Garrett Dutton is the frontman of G. Love & Special Sauce. On April 11, he got a new computer and searched the Apple App Store for Ledger Live to set up his hardware wallet. He found what looked like the official app. He downloaded it. The app asked him to enter his 24-word seed phrase.
He typed it in.
“I had a really tough day today,” he posted on X. “I lost my retirement fund in a hack/scam when I switched my Ledger over to my new computer. I lost 5.9 BTC all I had for ten years.”
Dutton was not the first. He was not the last. Between April 7 and April 13, a malicious clone of Ledger Live sat on Apple’s App Store and drained at least $9.5 million from more than 50 victims across Bitcoin, Ethereum, Solana, Tron, and XRP. Three victims lost seven-figure sums. The largest single theft was $3.23 million in USDT on April 9. Then $2.08 million in USDC on April 11. Then $1.95 million in BTC, ETH, and stETH on April 8.
Apple removed the app on April 14. After seven days. After $9.5 million.
How It Worked
The attack was not technically sophisticated. It did not need to be.
The fake app was published under the developer name “Leva Heal Limited” and listed on the Mac App Store, positioned to appear when users searched for Ledger Live. It looked legitimate. The branding was close enough. It passed whatever review process Apple runs before making apps available to users.
When victims opened it and began the setup process, the app asked them to enter their seed phrase, the 24-word master key that controls every wallet associated with a hardware device. This is the one thing every security guide, every hardware wallet manufacturer, and every crypto educator says never to do in any app under any circumstances.
The real Ledger Live never asks for a seed phrase. The fake one did. And when victims typed it in, the attackers had everything they needed. Full, permanent access to every wallet tied to that phrase, across every blockchain, with no further action required.
Blockchain investigator ZachXBT traced the stolen funds, according to CCN, through more than 150 KuCoin deposit addresses and into a centralized mixing service called AudiA6, known for charging high fees to obscure transaction flows.
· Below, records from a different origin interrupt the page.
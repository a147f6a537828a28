//! In-memory host doubles.
//!
//! `MemoryStore` and `MemoryCatalog` implement the host traits over plain
//! maps and record every call, so tests can assert exactly which mutations
//! the guard requested.

use std::cell::{Cell, RefCell};
use std::collections::HashMap;

use crate::error::StoreError;
use crate::host::{CommerceCatalog, CommerceEntity, ResourceStore};
use crate::resource::{Resource, ResourceId, ResourceStatus, Visibility};

/// Resource store backed by a map.
///
/// # Examples
///
/// ```
/// use draft_guard::testing::MemoryStore;
/// use draft_guard::{Resource, ResourceStatus, ResourceStore, ResourceType};
///
/// let store = MemoryStore::new();
/// store.insert(Resource::new(1, ResourceType::Product, ResourceStatus::Published));
///
/// store.set_status(1, ResourceStatus::Draft).unwrap();
/// assert_eq!(store.resolve(1).unwrap().status, ResourceStatus::Draft);
/// assert_eq!(store.status_calls(), vec![(1, ResourceStatus::Draft)]);
/// ```
#[derive(Debug, Default)]
pub struct MemoryStore {
    resources: RefCell<HashMap<ResourceId, Resource>>,
    status_calls: RefCell<Vec<(ResourceId, ResourceStatus)>>,
    fail_writes: Cell<bool>,
}

impl MemoryStore {
    /// Creates an empty store.
    pub fn new() -> Self {
        Self::default()
    }

    /// Adds or replaces a resource.
    pub fn insert(&self, resource: Resource) {
        self.resources.borrow_mut().insert(resource.id, resource);
    }

    /// Makes every subsequent `set_status` fail with [`StoreError::Write`].
    pub fn fail_writes(&self, fail: bool) {
        self.fail_writes.set(fail);
    }

    /// Returns every `set_status` call, including failed ones, in order.
    pub fn status_calls(&self) -> Vec<(ResourceId, ResourceStatus)> {
        self.status_calls.borrow().clone()
    }

    /// Returns the stored status of a resource.
    pub fn resolve_status(&self, id: ResourceId) -> Option<ResourceStatus> {
        self.resources.borrow().get(&id).map(|r| r.status.clone())
    }

    /// Returns true if the resource is still stored.
    pub fn contains(&self, id: ResourceId) -> bool {
        self.resources.borrow().contains_key(&id)
    }
}

impl ResourceStore for MemoryStore {
    fn resolve(&self, id: ResourceId) -> Option<Resource> {
        self.resources.borrow().get(&id).cloned()
    }

    fn set_status(&self, id: ResourceId, status: ResourceStatus) -> Result<(), StoreError> {
        self.status_calls.borrow_mut().push((id, status.clone()));

        if self.fail_writes.get() {
            return Err(StoreError::Write("simulated write failure".to_string()));
        }

        match self.resources.borrow_mut().get_mut(&id) {
            Some(resource) => {
                resource.status = status;
                Ok(())
            }
            None => Err(StoreError::NotFound(id)),
        }
    }
}

/// Observable state of one entity in a [`MemoryCatalog`].
#[derive(Debug, Clone, Copy, PartialEq, Eq)]
pub struct EntityState {
    /// Persisted catalog visibility
    pub visibility: Visibility,
    /// Number of successful saves
    pub saves: usize,
}

/// Commerce catalog backed by a map.
#[derive(Debug, Default)]
pub struct MemoryCatalog {
    entities: RefCell<HashMap<ResourceId, EntityState>>,
    fail_saves: Cell<bool>,
}

impl MemoryCatalog {
    /// Creates an empty catalog.
    pub fn new() -> Self {
        Self::default()
    }

    /// Adds a visible entity for the given resource id.
    pub fn insert(&self, id: ResourceId) {
        self.entities.borrow_mut().insert(
            id,
            EntityState {
                visibility: Visibility::Visible,
                saves: 0,
            },
        );
    }

    /// Makes every subsequent `save` fail.
    pub fn fail_saves(&self, fail: bool) {
        self.fail_saves.set(fail);
    }

    /// Returns the persisted state of an entity.
    pub fn state(&self, id: ResourceId) -> Option<EntityState> {
        self.entities.borrow().get(&id).copied()
    }
}

impl CommerceCatalog for MemoryCatalog {
    fn load(&self, id: ResourceId) -> Option<Box<dyn CommerceEntity + '_>> {
        let state = self.state(id)?;
        Some(Box::new(MemoryEntity {
            catalog: self,
            id,
            visibility: state.visibility,
        }))
    }
}

struct MemoryEntity<'a> {
    catalog: &'a MemoryCatalog,
    id: ResourceId,
    visibility: Visibility,
}

impl CommerceEntity for MemoryEntity<'_> {
    fn set_visibility(&mut self, visibility: Visibility) {
        self.visibility = visibility;
    }

    fn save(&mut self) -> Result<(), StoreError> {
        if self.catalog.fail_saves.get() {
            return Err(StoreError::Write("simulated save failure".to_string()));
        }
        let mut entities = self.catalog.entities.borrow_mut();
        let state = entities.get_mut(&self.id).ok_or(StoreError::NotFound(self.id))?;
        state.visibility = self.visibility;
        state.saves += 1;
        Ok(())
    }
}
ZachXBT has suggested Apple could face a class-action lawsuit for allowing the fake app to pass its review process.
The Apple Problem
Apple’s App Store review process is the company’s core promise to its users. Developers pay $99 per year for the privilege of submitting apps to a review team that Apple describes as a protection layer between users and malicious software. The App Store is not an open marketplace. It is a curated platform where Apple makes active decisions about what to allow.
A fake version of one of the most well-known cryptocurrency applications in the world, published under a developer name with no connection to Ledger, asking users to enter their master seed phrase, sat in that curated platform for seven days.
This is not the first time a fake crypto app has made it through Apple’s review. In 2021, a fake Trezor app drained users of bitcoin. The pattern is consistent enough that Ledger itself warns users explicitly to download its software only from ledger.com and never from any app store. That warning exists because app stores have failed crypto users repeatedly.
The $99 annual developer fee and the review process are Apple’s implicit promise that what appears in the App Store has been vetted. That promise has a dollar amount attached to it. It also has a track record, and that track record includes seven days of a fake Ledger app draining retirement savings.
The Trusted Systems Problem
We wrote about the Drift protocol hack, $285 million drained through a six-month North Korean intelligence operation that used legitimate Solana features against the protocol’s own users. The theme was the same: a system users trusted, used exactly as intended, with devastating results.
The fake Ledger app is the retail version of that story. Drift affected sophisticated DeFi users. The Apple App Store attack affected the person who just wants to set up their hardware wallet on a new computer and trusts that the app they find in the official store is the real one.
The attack vector in both cases is not a technical exploit. It is the gap between what a system promises and what it delivers. Apple promises a curated, reviewed, safe marketplace. It delivered a fake crypto drainer for seven days. Drift’s security model promised multisig protection. It delivered a six-month window for an attacker who bypassed it through social engineering.
Centralized trust is the vulnerability. Whether that trust is placed in a DeFi protocol’s security team or in Apple’s review process, the outcome when it fails is the same. The money is gone and there is no way to get it back.
What Ledger Users Should Know
Ledger does not distribute its macOS software through the Mac App Store. The only legitimate source for Ledger Live on desktop is ledger.com. This is not new information, Ledger has communicated this consistently, but it is information that tens of millions of hardware wallet users have never been directly told, because they reasonably assumed that what appears in official app stores is official software.
The seed phrase question is the definitive test. No legitimate hardware wallet application, not Ledger Live, not any other, will ever ask you to enter your 24-word recovery phrase into a desktop or mobile app. If an app asks for your seed phrase, close it immediately. It does not matter how official it looks, how many reviews it has, or where you found it.
Garrett Dutton had a decade of bitcoin. He lost it in the time it took to type 24 words into a box that looked like the right app.
Apple removed the fake app on April 14. The $9.5 million is gone.